My chest begins to constrict, and I forget to breathe until I hear Danica humming a minuet in the bathtub.  It's a grace moment. I check my email and see a dear family has made a donation for my upcoming surgery, a gift reminding me He will make a way.  He has always made a way.  Gratitude begins to calm me.  How am I so easily distracted from our celebration of amazing news for our girl?  Have I learned nothing?  Am I really back to doubt this soon?  I return to read Ann's words.  Focus on Him.  Praise Him.  Look at His heart.  I feebly begin to thank Him for the great things He has done in us and for us and through us.  How can I not live on this other side of prayer having witnessed powerful healing in Danica's body these past years?  How can I not believe this too is still possible for my own fragile health?  Peace and joy can only be found when glorifying Him and enjoying Him.  This is why we are here.  This is what He made us for. 

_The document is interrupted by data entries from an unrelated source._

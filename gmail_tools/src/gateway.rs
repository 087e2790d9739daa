use std::sync::Arc;

use gmail_auth::{Credential, CredentialResolver};
use reqwest::{RequestBuilder, Response, StatusCode};
use serde::de::DeserializeOwned;
use serde_json::json;
use tokio::sync::Mutex;
use tracing::{debug, error, info, warn};

use crate::error::{GatewayError, Result};
use crate::message::{
    build_raw_message, CreatedResource, GmailMessage, MessageDetail, MessageList, MessageSummary,
};

pub const GMAIL_API_BASE: &str = "https://gmail.googleapis.com/gmail/v1/users/me";

const SCOPE_READONLY: &str = "https://www.googleapis.com/auth/gmail.readonly";
const SCOPE_MODIFY: &str = "https://www.googleapis.com/auth/gmail.modify";
const SCOPE_SEND: &str = "https://www.googleapis.com/auth/gmail.send";
const SCOPE_COMPOSE: &str = "https://www.googleapis.com/auth/gmail.compose";
const SCOPE_FULL: &str = "https://mail.google.com/";

/// Gmail REST calls on behalf of one resolved credential.
pub struct MailGateway {
    resolver: Arc<CredentialResolver>,
    credential: Mutex<Credential>,
    http: reqwest::Client,
    base_url: String,
}

impl std::fmt::Debug for MailGateway {
    fn fmt(&self, f: &mut std::fmt::Formatter<'_>) -> std::fmt::Result {
        f.debug_struct("MailGateway")
            .field("base_url", &self.base_url)
            .finish_non_exhaustive()
    }
}

impl MailGateway {
    pub fn new(resolver: Arc<CredentialResolver>, credential: Credential) -> Result<Self> {
        let http = reqwest::Client::builder()
            .timeout(resolver.config().http_timeout)
            .build()?;
        Ok(Self {
            resolver,
            credential: Mutex::new(credential),
            http,
            base_url: GMAIL_API_BASE.to_string(),
        })
    }

    /// Resolve a credential and build a gateway around it.
    pub async fn connect(resolver: Arc<CredentialResolver>) -> Result<Self> {
        let credential = resolver.resolve().await?;
        info!(source = credential.source.as_str(), "Gmail credential resolved");
        Self::new(resolver, credential)
    }

    pub fn with_base_url(mut self, base_url: impl Into<String>) -> Self {
        self.base_url = base_url.into().trim_end_matches('/').to_string();
        self
    }

    /// Snapshot of the credential currently in use.
    pub async fn credential(&self) -> Credential {
        self.credential.lock().await.clone()
    }

    pub async fn list_messages(
        &self,
        max_results: u32,
        query: Option<&str>,
    ) -> Result<Vec<MessageSummary>> {
        self.check_scopes("list_messages", &[SCOPE_READONLY, SCOPE_MODIFY, SCOPE_FULL])
            .await;

        let mut url = format!("{}/messages?maxResults={}", self.base_url, max_results);
        if let Some(q) = query.map(str::trim).filter(|q| !q.is_empty()) {
            url.push_str("&q=");
            url.push_str(&urlencoding::encode(q));
        }

        let response = self.send_authorized(|http| http.get(&url)).await?;
        let list: MessageList = match read_json(response).await {
            Ok(list) => list,
            Err(e) if !e.is_fatal() => {
                error!(error = %e, "listing messages failed");
                return Ok(Vec::new());
            }
            Err(e) => return Err(e),
        };
        debug!(count = list.messages.len(), "messages listed");

        let mut summaries = Vec::with_capacity(list.messages.len());
        for entry in list.messages {
            let url = format!(
                "{}/messages/{}?format=metadata&metadataHeaders=Subject",
                self.base_url,
                urlencoding::encode(&entry.id)
            );
            let response = self.send_authorized(|http| http.get(&url)).await?;
            let subject = match read_json::<GmailMessage>(response).await {
                Ok(message) => message.subject(),
                Err(e) if !e.is_fatal() => {
                    warn!(id = %entry.id, error = %e, "failed to fetch message metadata");
                    crate::message::NO_SUBJECT.to_string()
                }
                Err(e) => return Err(e),
            };
            summaries.push(MessageSummary {
                id: entry.id,
                subject,
            });
        }
        Ok(summaries)
    }

    /// `None` when the message does not exist or cannot be decoded.
    pub async fn get_message(&self, id: &str) -> Result<Option<MessageDetail>> {
        self.check_scopes("get_message", &[SCOPE_READONLY, SCOPE_MODIFY, SCOPE_FULL])
            .await;

        let url = format!(
            "{}/messages/{}?format=full",
            self.base_url,
            urlencoding::encode(id)
        );
        let response = self.send_authorized(|http| http.get(&url)).await?;
        if response.status() == StatusCode::NOT_FOUND {
            info!(id, "message not found");
            return Ok(None);
        }
        match read_json::<GmailMessage>(response).await {
            Ok(message) => Ok(Some(message.into_detail())),
            Err(e) if !e.is_fatal() => {
                error!(id, error = %e, "reading message failed");
                Ok(None)
            }
            Err(e) => Err(e),
        }
    }

    pub async fn send_message(&self, to: &str, subject: &str, body: &str) -> Result<String> {
        self.check_scopes("send_message", &[SCOPE_SEND, SCOPE_COMPOSE, SCOPE_MODIFY, SCOPE_FULL])
            .await;

        let url = format!("{}/messages/send", self.base_url);
        let payload = json!({ "raw": build_raw_message(to, subject, body) });
        let response = self
            .send_authorized(|http| http.post(&url).json(&payload))
            .await?;
        let sent: CreatedResource = read_json(response).await?;
        info!(id = %sent.id, "message sent");
        Ok(sent.id)
    }

    pub async fn create_draft(&self, to: &str, subject: &str, body: &str) -> Result<String> {
        self.check_scopes("create_draft", &[SCOPE_COMPOSE, SCOPE_MODIFY, SCOPE_FULL])
            .await;

        let url = format!("{}/drafts", self.base_url);
        let payload = json!({ "message": { "raw": build_raw_message(to, subject, body) } });
        let response = self
            .send_authorized(|http| http.post(&url).json(&payload))
            .await?;
        let draft: CreatedResource = read_json(response).await?;
        info!(id = %draft.id, "draft created");
        Ok(draft.id)
    }

    /// Issue a request with a fresh bearer token. A 401 triggers one
    /// re-resolution and a single retry.
    async fn send_authorized<F>(&self, build: F) -> Result<Response>
    where
        F: Fn(&reqwest::Client) -> RequestBuilder,
    {
        let token = self.access_token().await?;
        let response = build(&self.http).bearer_auth(&token).send().await?;
        if response.status() != StatusCode::UNAUTHORIZED {
            return Ok(response);
        }

        warn!("Gmail rejected the access token; re-resolving credentials");
        let token = self.reauthorize().await?;
        let response = build(&self.http).bearer_auth(&token).send().await?;
        if response.status() == StatusCode::UNAUTHORIZED {
            error!("Gmail rejected the re-resolved credential");
            return Err(GatewayError::Unauthorized);
        }
        Ok(response)
    }

    async fn access_token(&self) -> Result<String> {
        let mut credential = self.credential.lock().await;
        if !credential.is_valid() {
            debug!(source = credential.source.as_str(), "access token missing or expired");
            *credential = self.resolver.recover(&credential).await?;
        }
        bearer(&credential)
    }

    async fn reauthorize(&self) -> Result<String> {
        let mut credential = self.credential.lock().await;
        *credential = self.resolver.recover(&credential).await?;
        bearer(&credential)
    }

    async fn check_scopes(&self, operation: &str, accepted: &[&str]) {
        let credential = self.credential.lock().await;
        if credential.scopes.is_empty() {
            return;
        }
        if !accepted.iter().any(|scope| credential.has_scope(scope)) {
            warn!(
                operation,
                granted = ?credential.scopes,
                "credential may lack the scope this operation needs"
            );
        }
    }
}

fn bearer(credential: &Credential) -> Result<String> {
    credential
        .access_token()
        .map(str::to_string)
        .ok_or_else(|| GatewayError::Decode("token endpoint returned no access token".into()))
}

async fn read_json<T: DeserializeOwned>(response: Response) -> Result<T> {
    let status = response.status();
    let text = response.text().await?;
    if !status.is_success() {
        return Err(GatewayError::Api {
            status: status.as_u16(),
            body: text,
        });
    }
    serde_json::from_str(&text).map_err(|e| GatewayError::Decode(e.to_string()))
}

Tonight I ask that in the same fervant spirit you have made requests for us you will as generously offer praise.  We have reached an important marker on this journey, and we add another stone to our altar of remembrance.  Our hearts swell in thankfulness to our good God who does all things well.  We pack our bags tomorrow and set out again.  We cannot guess what is next.  It may be a valley of shadows.  It may be a steep mountain to climb, but we go where He leads. We will glorify him.  We will enjoy Him.  Our destination is sure.  Our hope will not disappoint.  Won't you continue on with us?